К. включал в число обязанностей гражданских властей помимо обеспечения людям «возможности есть, пить и поддерживать свое существование» (Calv. Inst. IV 20. 3) ряд задач, нацеленных на обеспечение духовного благополучия граждан; по его словам, светская власть должна «поддерживать и питать высшее служение Богу, чистоту вероучения и религии», «оберегать целостность Церкви», «предотвращать распространение в народе идолопоклонства, осквернения имени Божия и божественной истины и прочих преступлений против веры», «учить людей договариваться между собой», «поддерживать мир и спокойствие» (Ibid. 2-3). При этом заботу о религии К. считал наиболее важной и наиболее почетной задачей гражданских властей: «...коль скоро они являются заместителями Бога и правят по Его милости, то должны поддерживать Его почитание» (Ibid. 9). Ссылаясь на слова ап. Павла (Рим 13. 3-6), К. подчеркивал, что начальствующие являются «защитниками и хранителями общественного спокойствия, благочиния, благопристойности и скромности»; они призваны «обеспечивать общую безопасность и мир» (Calv.
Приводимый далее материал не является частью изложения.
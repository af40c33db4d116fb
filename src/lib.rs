//! ravel - ahead-of-time back end for a typed scripting language.
//!
//! ravel takes a type-checked syntax tree, lowers it into a register-based
//! IR, builds a control flow graph and dominator tree per function and
//! generates one C function per closure. The C unit is compiled and bound to
//! the runtime's function prototypes through the [`Host`] callbacks.
//!
//! # Primary Usage
//!
//! ```ignore
//! use ravel::{CompilationSession, Compiler, CompilerOptions, SyntaxTree};
//! use ravel::codegen::RecordingHost;
//! use bumpalo::Bump;
//!
//! let tree = SyntaxTree::from_json(&text)?;
//!
//! // One arena per compilation unit
//! let arena = Bump::new();
//! let session = CompilationSession::new(&arena);
//!
//! let compiler = Compiler::new(&session, CompilerOptions::default());
//! let mut host = RecordingHost::new();
//! let root = host.root();
//! let compiled = compiler.compile(&tree, &mut host, root)?;
//! println!("{}", compiled.module.dump());
//! ```
//!
//! # Architecture
//!
//! - [`ast`] - Typed syntax tree input
//! - [`ir`] - Pseudos, instructions, blocks and procs
//! - [`linearizer`] - Syntax tree to IR lowering
//! - [`cfg`] - Control flow graphs and dominators per proc
//! - [`codegen`] - C generation and the host interface
//! - [`core`] - Session, errors and generic graph analysis

pub mod ast;
pub mod cfg;
pub mod check;
pub mod codegen;
pub mod compiler;
pub mod config;
pub mod core;
pub mod ir;
pub mod linearizer;

pub use ast::SyntaxTree;
pub use codegen::{CodeGenerator, GeneratedUnit, Host};
pub use compiler::{CompiledUnit, Compiler};
pub use config::CompilerOptions;
pub use crate::core::{CompilationSession, CompileError, CompileResult, SessionStats};
pub use ir::Module;
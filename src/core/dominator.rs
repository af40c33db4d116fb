//! Dominator tree computed with the iterative Cooper-Harvey-Kennedy scheme.
//!
//! The graph must have been classified first ([`Graph::classify`]); the
//! fixpoint walks nodes in the reverse postorder produced there and compares
//! RPO numbers while intersecting dominator chains.

use super::graph::{Graph, NodeId};
use std::fmt;

/// Immediate dominators of every node of one graph.
#[derive(Debug, Clone)]
pub struct DominatorTree {
    entry: NodeId,
    idom: Vec<Option<NodeId>>,
}

impl DominatorTree {
    /// Compute the dominator tree of `graph`.
    pub fn compute(graph: &Graph) -> Self {
        let entry = graph.entry();
        let mut idom: Vec<Option<NodeId>> = vec![None; graph.node_count()];
        idom[entry as usize] = Some(entry);

        let rpo = graph.rpo();
        let mut changed = true;
        let mut passes = 0;
        while changed {
            changed = false;
            passes += 1;
            for &node in rpo.iter().filter(|&&n| n != entry) {
                let mut new_idom: Option<NodeId> = None;
                for &pred in graph.preds(node) {
                    if idom[pred as usize].is_none() {
                        continue;
                    }
                    new_idom = Some(match new_idom {
                        None => pred,
                        Some(current) => Self::intersect(graph, &idom, current, pred),
                    });
                }
                if new_idom.is_some() && idom[node as usize] != new_idom {
                    idom[node as usize] = new_idom;
                    changed = true;
                }
            }
        }
        log::trace!("dominator fixpoint reached after {} passes", passes);

        Self { entry, idom }
    }

    /// Walk both chains up until they meet. Both inputs must already have an
    /// immediate dominator.
    fn intersect(graph: &Graph, idom: &[Option<NodeId>], mut a: NodeId, mut b: NodeId) -> NodeId {
        let number = |n: NodeId| graph.rpo_number(n).unwrap_or(u32::MAX);
        while a != b {
            while number(a) > number(b) {
                a = idom[a as usize].unwrap_or(graph.entry());
            }
            while number(b) > number(a) {
                b = idom[b as usize].unwrap_or(graph.entry());
            }
        }
        a
    }

    pub fn entry(&self) -> NodeId {
        self.entry
    }

    /// Immediate dominator of `node`. The entry is its own immediate dominator;
    /// unreachable nodes have none.
    pub fn idom(&self, node: NodeId) -> Option<NodeId> {
        self.idom.get(node as usize).copied().flatten()
    }

    /// Does `a` dominate `b`? Every reachable node dominates itself.
    pub fn dominates(&self, a: NodeId, b: NodeId) -> bool {
        let mut current = b;
        loop {
            if current == a {
                return true;
            }
            match self.idom(current) {
                Some(parent) if parent != current => current = parent,
                _ => return false,
            }
        }
    }

    /// Nodes whose immediate dominator is `node`, excluding the entry itself.
    pub fn children(&self, node: NodeId) -> Vec<NodeId> {
        self.idom
            .iter()
            .enumerate()
            .filter(|&(n, d)| *d == Some(node) && n as NodeId != node)
            .map(|(n, _)| n as NodeId)
            .collect()
    }
}

impl fmt::Display for DominatorTree {
    fn fmt(&self, f: &mut fmt::Formatter<'_>) -> fmt::Result {
        for (node, dom) in self.idom.iter().enumerate() {
            match dom {
                Some(d) => writeln!(f, "IDOM(L{}) = L{}", node, d)?,
                None => writeln!(f, "IDOM(L{}) = ?", node)?,
            }
        }
        Ok(())
    }
}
Inst. IV 20. 9). Для достижения этих целей они получают от Бога право налагать на преступников наказания, в т. ч. и смертную казнь (Ibid. 9-10).
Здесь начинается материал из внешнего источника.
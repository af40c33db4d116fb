//! Statement lowering.

use super::{AssignTarget, Linearizer};
use crate::ast::{Block, Expr, ExprKind, FunctionExpr, IfClause, Stmt, SymbolId};
use crate::core::{CompileError, CompileResult};
use crate::ir::{ConstantValue, Opcode, Pseudo, SymbolRef, TempKind, TypeTag, EXIT_BLOCK};

/// Values of an expression list, plus the temporaries to release afterwards.
struct ValueList<'a> {
    values: Vec<(Pseudo<'a>, TypeTag)>,
    owned: Vec<Pseudo<'a>>,
}
// This module is the IR object model shared by the linearizer, the CFG builder and the
// code generator. A Module owns every Proc of one compilation unit in a dense vector;
// procs, blocks and instructions refer to each other through small integer ids (ProcId,
// BlockId, InstId) resolved against their owner, never through pointers. new_proc()
// registers the proc as its parent's next child, so a child's position in its parent's
// child list is fixed at creation time and doubles as the closure index the generated
// code hands to the host.

//! Intermediate representation: pseudos, instructions, blocks and procs.

pub mod constant;
pub mod opcode;
pub mod print;
pub mod proc;
pub mod pseudo;

pub use constant::{ConstantPool, ConstantValue};
pub use opcode::{OpFamily, OpInfo, Opcode};
pub use proc::{BasicBlock, Instruction, Proc, RegisterPool, UpvalueDesc, ENTRY_BLOCK, EXIT_BLOCK};
pub use pseudo::{Pseudo, SymbolRef, TempKind, TypeTag};

#[derive(Debug, Clone, Copy, PartialEq, Eq, Hash, PartialOrd, Ord)]
pub struct ProcId(pub u32);

#[derive(Debug, Clone, Copy, PartialEq, Eq, Hash, PartialOrd, Ord)]
pub struct BlockId(pub u32);

#[derive(Debug, Clone, Copy, PartialEq, Eq, Hash, PartialOrd, Ord)]
pub struct InstId(pub u32);

/// All procs of one compilation unit. The first proc created is the root.
#[derive(Debug, Default)]
pub struct Module<'a> {
    procs: Vec<Proc<'a>>,
}

impl<'a> Module<'a> {
    pub fn new() -> Self {
        Self { procs: Vec::new() }
    }

    /// Create a proc, registering it as `parent`'s next child.
    pub fn new_proc(&mut self, parent: Option<ProcId>) -> ProcId {
        let id = ProcId(self.procs.len() as u32);
        self.procs.push(Proc::new(id, parent));
        if let Some(parent) = parent {
            self.procs[parent.0 as usize].children.push(id);
        }
        id
    }

    pub fn root(&self) -> Option<ProcId> {
        self.procs.first().map(|p| p.id)
    }

    pub fn proc(&self, id: ProcId) -> &Proc<'a> {
        &self.procs[id.0 as usize]
    }

    pub fn proc_mut(&mut self, id: ProcId) -> &mut Proc<'a> {
        &mut self.procs[id.0 as usize]
    }

    pub fn procs(&self) -> &[Proc<'a>] {
        &self.procs
    }

    pub fn len(&self) -> usize {
        self.procs.len()
    }

    pub fn is_empty(&self) -> bool {
        self.procs.is_empty()
    }

    /// Text dump of every proc, parents before children.
    pub fn dump(&self) -> String {
        self.to_string()
    }
}
// This module defines the typed syntax tree the back end consumes. The tree is produced by
// an external parser and type checker: every expression node carries its resolved static
// type (VarType) and every variable reference is a SymbolId into a SymbolTable, where each
// symbol is a local of some function, an upvalue (naming the captured local and its index
// in the capturing function's upvalue list) or a global. Functions and closures are
// FunctionExpr nodes with their parameters, upvalue list and body block. All types derive
// serde's Serialize/Deserialize so a front end can hand the tree over as JSON; build.rs
// contains the constructor helpers tests and embedders use to assemble trees by hand.

//! Typed syntax tree consumed by the linearizer.

pub mod build;

use serde::{Deserialize, Serialize};
use std::fmt;

/// Resolved static type of an expression or symbol.
#[derive(Debug, Clone, PartialEq, Eq, Serialize, Deserialize, Default)]
pub enum VarType {
    #[default]
    Any,
    Integer,
    Number,
    IntegerArray,
    NumberArray,
    Table,
    String,
    Boolean,
    Nil,
    Function,
    UserDefined(String),
}

impl VarType {
    pub fn is_integer(&self) -> bool {
        matches!(self, VarType::Integer)
    }

    pub fn is_number(&self) -> bool {
        matches!(self, VarType::Number)
    }

    pub fn is_numeric(&self) -> bool {
        self.is_integer() || self.is_number()
    }

    pub fn is_array(&self) -> bool {
        matches!(self, VarType::IntegerArray | VarType::NumberArray)
    }
}

impl fmt::Display for VarType {
    fn fmt(&self, f: &mut fmt::Formatter<'_>) -> fmt::Result {
        match self {
            VarType::Any => write!(f, "any"),
            VarType::Integer => write!(f, "integer"),
            VarType::Number => write!(f, "number"),
            VarType::IntegerArray => write!(f, "integer[]"),
            VarType::NumberArray => write!(f, "number[]"),
            VarType::Table => write!(f, "table"),
            VarType::String => write!(f, "string"),
            VarType::Boolean => write!(f, "boolean"),
            VarType::Nil => write!(f, "nil"),
            VarType::Function => write!(f, "closure"),
            VarType::UserDefined(name) => write!(f, "{}", name),
        }
    }
}

#[derive(Debug, Clone, Copy, PartialEq, Eq, Hash, PartialOrd, Ord, Serialize, Deserialize)]
pub struct SymbolId(pub u32);

#[derive(Debug, Clone, Copy, PartialEq, Eq, Hash, Serialize, Deserialize)]
pub struct FunctionId(pub u32);

/// How a symbol is bound.
#[derive(Debug, Clone, PartialEq, Serialize, Deserialize)]
pub enum SymbolKind {
    /// Local variable (or parameter) of `function`.
    Local { function: FunctionId },
    /// Captured local `target`; `index` is its slot in the capturing
    /// function's upvalue list.
    Upvalue { target: SymbolId, index: u32 },
    /// Global variable, looked up by name at run time.
    Global,
}

#[derive(Debug, Clone, PartialEq, Serialize, Deserialize)]
pub struct Symbol {
    pub name: String,
    pub ty: VarType,
    pub kind: SymbolKind,
}

/// All symbols referenced by one syntax tree.
#[derive(Debug, Clone, Default, PartialEq, Serialize, Deserialize)]
pub struct SymbolTable {
    symbols: Vec<Symbol>,
}

impl SymbolTable {
    pub fn new() -> Self {
        Self::default()
    }

    pub fn add(&mut self, symbol: Symbol) -> SymbolId {
        let id = SymbolId(self.symbols.len() as u32);
        self.symbols.push(symbol);
        id
    }

    pub fn get(&self, id: SymbolId) -> Option<&Symbol> {
        self.symbols.get(id.0 as usize)
    }

    pub fn len(&self) -> usize {
        self.symbols.len()
    }

    pub fn is_empty(&self) -> bool {
        self.symbols.is_empty()
    }
}

#[derive(Debug, Clone, Copy, PartialEq, Eq, Serialize, Deserialize)]
pub enum UnaryOp {
    Neg,
    Not,
    Len,
    BNot,
    ToInteger,
    ToNumber,
    ToIntegerArray,
    ToNumberArray,
    ToTable,
    ToString,
    ToClosure,
}

#[derive(Debug, Clone, Copy, PartialEq, Eq, Serialize, Deserialize)]
pub enum BinaryOp {
    Add,
    Sub,
    Mul,
    Div,
    IDiv,
    Mod,
    Pow,
    Concat,
    BAnd,
    BOr,
    BXor,
    Shl,
    Shr,
    Eq,
    Ne,
    Lt,
    Le,
    Gt,
    Ge,
    And,
    Or,
}

/// An expression with its resolved type.
#[derive(Debug, Clone, PartialEq, Serialize, Deserialize)]
pub struct Expr {
    pub ty: VarType,
    pub kind: ExprKind,
}

#[derive(Debug, Clone, PartialEq, Serialize, Deserialize)]
pub enum ExprKind {
    Nil,
    True,
    False,
    Integer(i64),
    Number(f64),
    String(String),
    Vararg,
    Symbol(SymbolId),
    /// `object[key]`, and `object.name` with a string literal key.
    Index {
        object: Box<Expr>,
        key: Box<Expr>,
    },
    Call {
        callee: Box<Expr>,
        args: Vec<Expr>,
    },
    /// `object:method(args)`.
    MethodCall {
        object: Box<Expr>,
        method: String,
        args: Vec<Expr>,
    },
    Unary {
        op: UnaryOp,
        operand: Box<Expr>,
    },
    Binary {
        op: BinaryOp,
        lhs: Box<Expr>,
        rhs: Box<Expr>,
    },
    Function(Box<FunctionExpr>),
    Table(Vec<TableItem>),
}

#[derive(Debug, Clone, PartialEq, Serialize, Deserialize)]
pub enum TableItem {
    Positional(Expr),
    Named(String, Expr),
    Keyed(Expr, Expr),
}

/// A lexical block; locals declared inside go out of scope at its end.
#[derive(Debug, Clone, Default, PartialEq, Serialize, Deserialize)]
pub struct Block {
    pub stmts: Vec<Stmt>,
}

#[derive(Debug, Clone, PartialEq, Serialize, Deserialize)]
pub struct IfClause {
    pub cond: Expr,
    pub body: Block,
}

#[derive(Debug, Clone, PartialEq, Serialize, Deserialize)]
pub enum Stmt {
    Local {
        vars: Vec<SymbolId>,
        exprs: Vec<Expr>,
    },
    LocalFunction {
        var: SymbolId,
        func: Box<FunctionExpr>,
    },
    Assign {
        targets: Vec<Expr>,
        exprs: Vec<Expr>,
    },
    Expr(Expr),
    Return(Vec<Expr>),
    Do(Block),
    If {
        clauses: Vec<IfClause>,
        else_block: Option<Block>,
    },
    While {
        cond: Expr,
        body: Block,
    },
    Repeat {
        body: Block,
        cond: Expr,
    },
    NumericFor {
        var: SymbolId,
        start: Expr,
        limit: Expr,
        step: Option<Expr>,
        body: Block,
    },
    GenericFor {
        vars: Vec<SymbolId>,
        exprs: Vec<Expr>,
        body: Block,
    },
    Break,
    Goto(String),
    Label(String),
}

/// A function body: the main chunk or any closure literal.
#[derive(Debug, Clone, PartialEq, Serialize, Deserialize)]
pub struct FunctionExpr {
    pub id: FunctionId,
    pub name: Option<String>,
    pub params: Vec<SymbolId>,
    pub is_vararg: bool,
    /// Upvalue symbols in index order.
    pub upvalues: Vec<SymbolId>,
    pub body: Block,
}

/// Type-checked input of one compilation unit.
#[derive(Debug, Clone, PartialEq, Serialize, Deserialize)]
pub struct SyntaxTree {
    pub symbols: SymbolTable,
    pub main: FunctionExpr,
}

impl SyntaxTree {
    /// Read a tree serialised by an external front end.
    pub fn from_json(text: &str) -> Result<Self, serde_json::Error> {
        serde_json::from_str(text)
    }

    pub fn to_json(&self) -> Result<String, serde_json::Error> {
        serde_json::to_string_pretty(self)
    }
}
Христианин, согласно К., должен чтить начальствующих как тех, кто выполняют Божие поручение (commission baillée de Dieu), и относиться к ним как к «представителям и викариям Бога» (lieutenans et vicaires de Dieu), служа в их лице Самому Богу (Ibid. 22). С помощью свидетельств Свящ. Писания К. подробно обосновывал тезис, что личное нечестие правителей не освобождает христиан от обязанности повиноваться им во всех вещах, касающихся общественной жизни (Ibid. 23-31). «Отмщение Божие», полагающееся нечестивым властям, не поручено отдельным христианам; напротив, им дана заповедь «повиноваться и терпеть» (Ibid. 31). Т. о., К. считал недопустимыми как бунты и мятежи, так и любые др. формы гражданского неповиновения. Единственным исключением из этого правила он признавал тот случай, когда повиновение власти отвращает от повиновения Богу: «Если [начальствующие люди] отдадут приказ, обращенный против Бога, он не имеет силы» (Ibid. 32). Однако и в этом случае К. призывал верующих не бунтовать против власти, но лишь отказаться от повиновения ей (ср.: Neuser. 1998. S. 271). В случае гонений со стороны нечестивых правителей христианин должен быть готов «претерпеть что угодно» за свою веру и ни при каких обстоятельствах не должен уклоняться от следования Слову Божию (Calv. Inst. IV 20. 31).